Figure 1.. Microbial-host meta-organismal pathway linking dietary metabolism, gut microbiota, and cardio-renal disease progression.

Legend: Poor cardiac output in heart failure results in intestinal ischemia, edema, and inflammation which leads to a “leaky” intestinal barrier. This allows for increased passage of inflammatory bacterial products to enter the bloodstream causing chronic low-grade inflammation. Furthermore, this alters the intestinal environment and impacts both the normal microbial community which resides in the gut and subsequently, the metabolic products from these bacteria. The metabolic pathways include fermentation of indigestible fiber to short chain fatty acids which have protective properties reducing inflammation and improving vascular tone. Dietary sources including choline, phosphatidylcholine, l-carnitine and other methylamine-containing nutrients provide substrates for microbiota mediated production of trimethylamine (TMA). TMA then enters the portal circulation and is converted by the hepatic host flavin-containing monooxygenase (FMO) family of enzymes to trimethylamine n-oxide (TMAO). TMAO can promote the development of atherogenesis, thrombosis, kidney disease, and heart failure. Additionally, the bacterial transformation of bile acids can result in altered bile acid profiles which then can affect systemic inflammatory and fibrotic processes. Collectively, these processes can influence the individual susceptibility, severity of heart failure.

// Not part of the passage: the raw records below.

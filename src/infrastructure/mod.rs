//! Infrastructure layer for external integrations.
//!
//! This layer implements the ports defined by the domain layer, talking to
//! the backend API, the identity provider and the host environment.
//!
//! # Modules
//!
//! - [`backend`] - Backend registration endpoint over HTTP
//! - [`identity`] - Identity Toolkit REST client
//! - [`notify`] - Flash (web) and console (CLI) notifiers
//! - [`clipboard`] - Terminal clipboard via OSC 52

pub mod backend;
pub mod clipboard;
pub mod identity;
pub mod notify;
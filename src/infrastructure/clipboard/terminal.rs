//! Clipboard access through the terminal emulator.
//!
//! Writes an OSC 52 escape sequence carrying the base64-encoded text. Most
//! terminal emulators (and tmux with `set-clipboard on`) place the payload
//! on the system clipboard, which also works over SSH.

use base64::{Engine as _, engine::general_purpose::STANDARD};
use std::io::{self, Stderr, Write};
use std::sync::{Mutex, PoisonError};

use crate::domain::errors::ClipboardError;
use crate::domain::ports::Clipboard;

/// Builds the OSC 52 sequence that sets the clipboard selection to `text`.
pub fn osc52_sequence(text: &str) -> String {
    format!("\x1b]52;c;{}\x07", STANDARD.encode(text))
}

pub struct TerminalClipboard<W: Write + Send> {
    out: Mutex<W>,
}

impl TerminalClipboard<Stderr> {
    /// Writes to stderr, leaving stdout free for piping.
    pub fn stderr() -> Self {
        Self::new(io::stderr())
    }
}

impl<W: Write + Send> TerminalClipboard<W> {
    pub fn new(out: W) -> Self {
        Self {
            out: Mutex::new(out),
        }
    }

    pub fn into_inner(self) -> W {
        self.out.into_inner().unwrap_or_else(PoisonError::into_inner)
    }
}

impl<W: Write + Send> Clipboard for TerminalClipboard<W> {
    fn copy(&self, text: &str) -> Result<(), ClipboardError> {
        if text.is_empty() {
            return Err(ClipboardError::Unavailable("nothing to copy".to_string()));
        }

        let mut out = self.out.lock().unwrap_or_else(PoisonError::into_inner);
        out.write_all(osc52_sequence(text).as_bytes())?;
        out.flush()?;
        Ok(())
    }
}

#[cfg(test)]
mod tests {
    use super::*;

    #[test]
    fn test_osc52_sequence() {
        assert_eq!(osc52_sequence("hi"), "\x1b]52;c;aGk=\x07");
    }

    #[test]
    fn test_copy_writes_sequence() {
        let clipboard = TerminalClipboard::new(Vec::new());
        clipboard
            .copy("www.vastdime.com/editor?username=alice&title=My Prog")
            .unwrap();

        let written = String::from_utf8(clipboard.into_inner()).unwrap();
        assert!(written.starts_with("\x1b]52;c;"));
        assert!(written.ends_with('\x07'));
    }

    #[test]
    fn test_copy_empty_is_refused() {
        let clipboard = TerminalClipboard::new(Vec::new());
        assert!(matches!(
            clipboard.copy(""),
            Err(ClipboardError::Unavailable(_))
        ));
        assert!(clipboard.into_inner().is_empty());
    }
}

Figure 2.. Downstream Effects of Gut Microbiota-generated Short-chain Fatty Acid (SCFA) in Cardiovascular System

Legend: SCFAs produced by gut microbiota exert their cardiovascular effects by 1) indirectly improving intestinal barrier function by promoting mucous production; 2) activate Olfr78 in mouse (or hOR51E2 in humans) in the renal juxtaglomerular apparatus (JGA) and peripheral vasculature, that leads to increased renin release, and raised blood pressure thereby counteracting hypotensive responses mediated by GPR41; and 3) activate histone acetyltransferases (HAT) and inhibit histone deacetylases (HDACs) thereby inhibiting inflammation, balancing gene regulation (epigenome) and modulates immune cell activation.

Figure 3:. Microbial Generation of Dietary-Induced Trimethylamine (TMA) and Trimethylamine N-oxide (TMAO)

Legend: Diets rich in choline/phosphatidylcholine and carnitine can be metabolized by certain species of gut microbiota to TMA that is then converted to TMAO by hepatic flavin mono-oxygenase (FMO, especially FMO3) and excreted via the kidneys from the circulation. Accumulation of TMAO levels has been associated with atherogenesis, platelet hyperactivation, and future development of adverse cardiac events such as myocardial infarction, stroke, and death. Adverse cardiac remodeling is also associated with elevated TMAO levels. Gamma butyrobetaine, a precursor for endogenous synthesis of carnitine, can also be converted to TMA (Modified from Wang et al, Nature 2011; Koeth et al, Nat Med 2013; Koeth et al, Nat Med 2014)^,,

Figure 4.. The relationship between plasma levels of TMAO and 5yr mortality risk in Patients with Chronic Heart Failure.

Legend: Patients with a history of heart failure stratified according to quartiles of fasting TMAO levels and circulating B-type natriuretic peptide (BNP) levels showing an increased incidence of 5-year mortality with rising TMAO levels, independent of BNP levels (from Tang WH et al., J Am Coll Cardiol 2014)

Figure 5.. Microbial Metabolic Pathways as Potential Druggable Targets.

Caption: Carnitine (and gamma butyrobetaine) can be converted by gut microbiota to trimethylamine (TMA) via carnitine TMA lyases such as CntA/B or YeaW/X, whereas choline can be converted to TMA via choline TMA lyases such as CutC/D or YeaW/X. Betaine conversion to TMA is in much lower quantities. Many of these enzymes are unique in some microbial species, making them attractive druggable targets for inhibition to reduce TMA production (such as 3,3-dimethyl-1-butanol [DMB] as choline TMA lyase inhibitors (Wang et al., Cell 2015).